A Surprising Role for Uric Acid: The Inflammatory Malaria Response

Julio Gallego-Delgado 1, Maureen Ty 1, Jamie M Orengo 2, Diana van de Hoef 3, Ana Rodriguez 1,
PMCID: PMC4038092  NIHMSID: NIHMS583655  PMID: 24390755

Abstract

Malaria, which is caused by Plasmodium parasite erythrocyte infection, is a highly inflammatory disease with characteristic periodic fevers caused by the synchronous rupture of infected erythrocytes to release daughter parasites. Despite the importance of inflammation in the pathology and mortality induced by malaria, the parasite-derived factors inducing the inflammatory response are still not well characterized. Uric acid is emerging as a central inflammatory molecule in malaria. Not only is uric acid found in the precipitated form in infected erythrocytes, but high concentrations of hypoxanthine, a precursor for uric acid, also accumulate in infected erythrocytes. Both are released upon infected erythrocyte rupture into the circulation where hypoxanthine would be converted into uric acid and precipitated uric acid would encounter immune cells. Uric acid is an important contributor to inflammatory cytokine secretion, dendritic cell and T cell responses induced by Plasmodium, suggesting uric acid as a novel molecular target for anti-inflammatory therapies in malaria.

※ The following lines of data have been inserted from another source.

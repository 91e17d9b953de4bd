mod body;
mod config;
mod dispatch;
mod errors;
mod models;
mod request_log;
mod store;

pub use crate::config::ServiceConfig;
pub use crate::dispatch::{AppState, Route};
pub use crate::errors::{AppError, AppResult, RequestLogError, StoreError};
pub use crate::models::Todo;
pub use crate::request_log::RequestLog;
pub use crate::store::TodoStore;

use anyhow::Context;
use axum::Router;
use std::sync::Arc;

pub fn app(state: AppState) -> Router {
    Router::new().fallback(dispatch::dispatch).with_state(state)
}

pub fn build_state(config: &ServiceConfig) -> anyhow::Result<AppState> {
    let mut store = TodoStore::new(config.data_file.clone());
    if config.serialize_requests {
        store = store.with_request_lock();
    }
    let request_log = RequestLog::open(&config.log_file)
        .with_context(|| format!("opening request log {}", config.log_file.display()))?;

    Ok(AppState {
        store: Arc::new(store),
        request_log,
    })
}

pub async fn run(config: ServiceConfig) -> anyhow::Result<()> {
    init_tracing(config.json_logs)?;

    let state = build_state(&config)?;
    if config.create_missing && state.store.ensure_exists().await? {
        tracing::info!(path = %state.store.path().display(), "created empty todo collection");
    }
    if config.serialize_requests {
        tracing::info!("request serialization enabled");
    }

    let listener = tokio::net::TcpListener::bind((config.host.as_str(), config.port))
        .await
        .with_context(|| format!("binding {}:{}", config.host, config.port))?;
    tracing::info!("Server running at http://{}:{}/", config.host, config.port);

    axum::serve(listener, app(state))
        .with_graceful_shutdown(shutdown_signal())
        .await?;
    Ok(())
}

async fn shutdown_signal() {
    if let Err(error) = tokio::signal::ctrl_c().await {
        tracing::warn!(error = %error, "failed to listen for shutdown signal");
        std::future::pending::<()>().await;
    }
    tracing::info!("shutting down");
}

fn init_tracing(json: bool) -> anyhow::Result<()> {
    let filter = tracing_subscriber::EnvFilter::try_from_default_env()
        .unwrap_or_else(|_| tracing_subscriber::EnvFilter::new("info"));
    let builder = tracing_subscriber::fmt()
        .with_env_filter(filter)
        .with_writer(std::io::stderr);

    let result = if json {
        builder.json().try_init()
    } else {
        builder.try_init()
    };
    result.map_err(|error| anyhow::anyhow!(error.to_string()))
}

Keywords: Malaria, Plasmodium, Uric acid, Uricase, Inflammation, Inflammatory, Cytokines, Innate immunity, Cerebral malaria, Plasmodium falciparum

Introduction

Malaria is a highly inflammatory disease commonly known to induce cyclical fever attacks. The disease is caused by infection with Plasmodium, a protozoan parasite that invades and replicates within erythrocytes, with each replicative cycle ending in erythrocyte rupture. As Plasmodium replication is synchronized within the host, the exit of the newly formed daughter parasites and other components from erythrocytes takes place almost simultaneously in all infected cells. Over 100 years ago, a link to host immune activation was drawn by Golgi who discovered that malaria fever occurs one to two hours after rupture of infected erythrocytes [1]. It was postulated that the characteristic paroxysms of malarial fevers are caused by ‘malaria toxins’ [2].

The host inflammatory response in malaria is a decisive factor in the outcome of the disease, with inflammation mediating parasite clearance but also contributing to severe malaria pathology. Excessive and persistent inflammation during Plasmodium falciparum infection contributes to the development of pathologies such as cerebral malaria and severe malarial anemia, which are major causes of death due to malaria [35].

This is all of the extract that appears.